[Opening Data records section]
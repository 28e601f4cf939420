use super::Stmt;

/// EXPLAIN of a resolved statement.
#[derive(Debug, Clone)]
pub struct ExplainStmt {
    child: Box<Stmt>,
}

impl ExplainStmt {
    /// Wraps a statement.
    pub fn new(child: Stmt) -> Self {
        Self {
            child: Box::new(child),
        }
    }

    /// Returns the explained statement.
    pub fn child(&self) -> &Stmt {
        &self.child
    }
}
[Closing Data records section]
Reproduce the listing above in full, word for word.

repository 28e601f4cf939420
use super::Stmt;

/// EXPLAIN of a resolved statement.
#[derive(Debug, Clone)]
pub struct ExplainStmt {
    child: Box<Stmt>,
}

impl ExplainStmt {
    /// Wraps a statement.
    pub fn new(child: Stmt) -> Self {
        Self {
            child: Box::new(child),
        }
    }

    /// Returns the explained statement.
    pub fn child(&self) -> &Stmt {
        &self.child
    }
}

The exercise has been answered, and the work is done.